Title I of the Housing Act of 1949, for example, was an urban renewal program that sought to remove blight. The federal government doled out grants to cities to purchase and demolish properties and restructure neighborhoods and downtowns. Hundreds of thousands of families were displaced from their houses and communities as neighborhoods that existed for decades were destroyed. The Federal Aid Highway Act of 1956 funded hundreds of thousands of miles of interstate highways that cut through the hearts of America’s older cities and destroyed everything in their paths, leaving a “legacy of fragmented, crippled neighborhoods and downtowns.”

Although the federal government and municipalities haven’t repeated the follies of the 1950s and 1960s, they did embark on a similarly short-sighted approach beginning in the 1980s and 1990s. As mayors and city councils realized their industrial prowess was in the rearview mirror, municipalities across the country began to rebrand themselves as “entertainment destinations.” Dipping into their toolbox of public incentives, tax abatements, and tax breaks, the volume of public-private investments and projects took off. These attempts to become “growth machines” are, in Mallach’s estimation, a terrible allocation of resources and a “desperate search for the magic bullet that would unlock their hidden economic potential.”

The most visible and wasteful of these projects are the arenas and stadiums that were constructed in the 1980s and culminated in the early 2000s. According to the St. Louis Federal Reserve Bank, 55 sports stadiums were built between 1987 and 1999, costing $8.7 billion. Of this total, 57 percent of it—totaling some $5 billion—was financed by municipal, state, and federal governments. Cleveland’s stadium expenditures were particularly egregious. During the 1990s, the city built stadiums and arenas for the Indians, Cavaliers, and Browns, costing a total of $633 million. Of that hefty price tag, $441 million was footed by the taxpayer.

Mallach invokes a pair of researchers, Kevin Delaney and Rick Eckstein, who sum up the spending well: “When urban governments finance new stadiums, they are really spending hundreds of millions of dollars to entertain suburbanites.”

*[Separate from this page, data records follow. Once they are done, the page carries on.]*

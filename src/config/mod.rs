use std::env;
use std::fs;
use std::io::{self, Write};
use std::path::{Path, PathBuf};

use serde::Deserialize;
use serde::Serialize;

pub const URL_ENV_VAR: &str = "INVENTORY_API_URL";

#[derive(Debug, Default, Deserialize, Serialize, Clone)]
pub struct ConfigFile {
    #[serde(alias = "inventory_api_url")]
    pub url: Option<String>,
    pub output: Option<String>,
    pub output_format: Option<String>,
    pub proxy: Option<String>,
    pub user_agent: Option<String>,
    pub sequencing: Option<String>,
    pub no_color: Option<bool>,
}

fn home_dir() -> Option<PathBuf> {
    ["HOME", "USERPROFILE"]
        .into_iter()
        .filter_map(env::var_os)
        .find(|dir| !dir.is_empty())
        .map(PathBuf::from)
}

pub fn default_config_path() -> Option<PathBuf> {
    Some(home_dir()?.join(".vpcview").join("config.yml"))
}

/// `~` and `~/rest` resolve against the home directory; anything else, or
/// an unknown home, is taken literally.
pub fn expand_tilde(path: &str) -> PathBuf {
    let rest = match path.strip_prefix('~') {
        Some("") => "",
        Some(rest) if rest.starts_with(['/', '\\']) => &rest[1..],
        _ => return PathBuf::from(path),
    };
    match home_dir() {
        Some(home) if rest.is_empty() => home,
        Some(home) => home.join(rest),
        None => PathBuf::from(path),
    }
}

pub fn expand_tilde_string(path: &str) -> String {
    expand_tilde(path).to_string_lossy().to_string()
}

pub fn load_config(path: &Path, allow_missing: bool) -> Result<ConfigFile, String> {
    match fs::read_to_string(path) {
        Ok(contents) => parse_config(&contents)
            .map_err(|e| format!("failed to parse config '{}': {e}", path.display())),
        Err(e) if e.kind() == io::ErrorKind::NotFound && allow_missing => {
            Ok(ConfigFile::default())
        }
        Err(e) if e.kind() == io::ErrorKind::NotFound => {
            Err(format!("config file not found '{}'", path.display()))
        }
        Err(e) => Err(format!("failed to read config '{}': {e}", path.display())),
    }
}

/// An empty document (or one holding only comments) is a valid, empty config.
pub fn parse_config(contents: &str) -> Result<ConfigFile, serde_yaml::Error> {
    match serde_yaml::from_str::<Option<ConfigFile>>(contents)? {
        Some(cfg) => Ok(cfg),
        None => Ok(ConfigFile::default()),
    }
}

/// Picks the endpoint: explicit value, then config, then the environment.
///
/// A missing URL resolves to the empty string; the request itself reports it.
pub fn resolve_url(
    cli: Option<String>,
    cfg: Option<String>,
    env_value: Option<String>,
) -> String {
    [cli, cfg, env_value]
        .into_iter()
        .flatten()
        .map(|u| u.trim().to_string())
        .find(|u| !u.is_empty())
        .unwrap_or_default()
}

pub fn url_from_env() -> Option<String> {
    env::var(URL_ENV_VAR).ok()
}

fn default_config_yaml() -> String {
    r#"# vpcview config
#
# Location (default):
#   ~/.vpcview/config.yml

# Inventory endpoint (falls back to $INVENTORY_API_URL)
# url: https://api.example.com/inventory

# Output (optional, stdout when unset)
# output: ./inventory.html
# output_format: html

# HTTP (optional)
# proxy: http://127.0.0.1:8080
# user_agent: vpcview

# Overlapping fetches: last-resolved or latest-request
sequencing: last-resolved

# Output styling
no_color: false
"#
    .to_string()
}

/// Writes the commented default config unless a file is already there.
/// Returns whether a file was written.
pub fn ensure_default_config_file(path: &Path) -> Result<bool, String> {
    if let Some(parent) = path.parent().filter(|p| !p.as_os_str().is_empty()) {
        fs::create_dir_all(parent).map_err(|e| {
            format!("failed to create config directory '{}': {e}", parent.display())
        })?;
    }
    let mut file = match fs::OpenOptions::new().write(true).create_new(true).open(path) {
        Ok(file) => file,
        Err(e) if e.kind() == io::ErrorKind::AlreadyExists => return Ok(false),
        Err(e) => return Err(format!("failed to create config file '{}': {e}", path.display())),
    };
    file.write_all(default_config_yaml().as_bytes())
        .map_err(|e| format!("failed to write config file '{}': {e}", path.display()))?;
    Ok(true)
}
use serde_json::Value;

use crate::inventory::Record;

/// Escapes text for placement inside an HTML text node.
///
/// Quotes are left alone; they are inert outside attribute values.
pub fn escape_html(value: &str) -> String {
    value
        .replace('&', "&amp;")
        .replace('<', "&lt;")
        .replace('>', "&gt;")
}

/// Display text for one field, before escaping.
pub fn render_cell(value: Option<&Value>) -> String {
    match value {
        None | Some(Value::Null) => String::new(),
        Some(Value::String(s)) => s.clone(),
        Some(Value::Bool(b)) => b.to_string(),
        Some(Value::Number(n)) => n.to_string(),
        Some(v @ Value::Array(_)) | Some(v @ Value::Object(_)) => v.to_string(),
    }
}

pub fn render_table(records: &[Record], columns: &[&str], title: &str) -> String {
    let mut out = String::new();
    out.push_str(&format!("<h2>{}</h2><table><thead><tr>", escape_html(title)));
    for column in columns {
        out.push_str(&format!("<th>{}</th>", escape_html(column)));
    }
    out.push_str("</tr></thead><tbody>");
    for record in records {
        out.push_str("<tr>");
        for column in columns {
            let cell = render_cell(record.get(column));
            out.push_str(&format!("<td>{}</td>", escape_html(&cell)));
        }
        out.push_str("</tr>");
    }
    out.push_str("</tbody></table>");
    out
}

This quip from Delaney and Eckstein gets to the crux of The Divided City.

The cities of the 1950s were far from perfect. Yet a strong case can be made that they were the best years of America’s industrial cities. Rather than repairing crumbling infrastructure and bolstering public services—from which the lower and formerly middle classes would have greatly benefited—municipalities have instead spent their dwindling resources catering to the upwardly mobile.

The growing chasm of urban America rigorously detailed in The Divided City does not let lend itself to an easy fix. A good place to start, as Mallach makes clear, would be to reallocate their finite resources to benefit not only the winners of the 21st century post-industrial economy, but those left behind as well.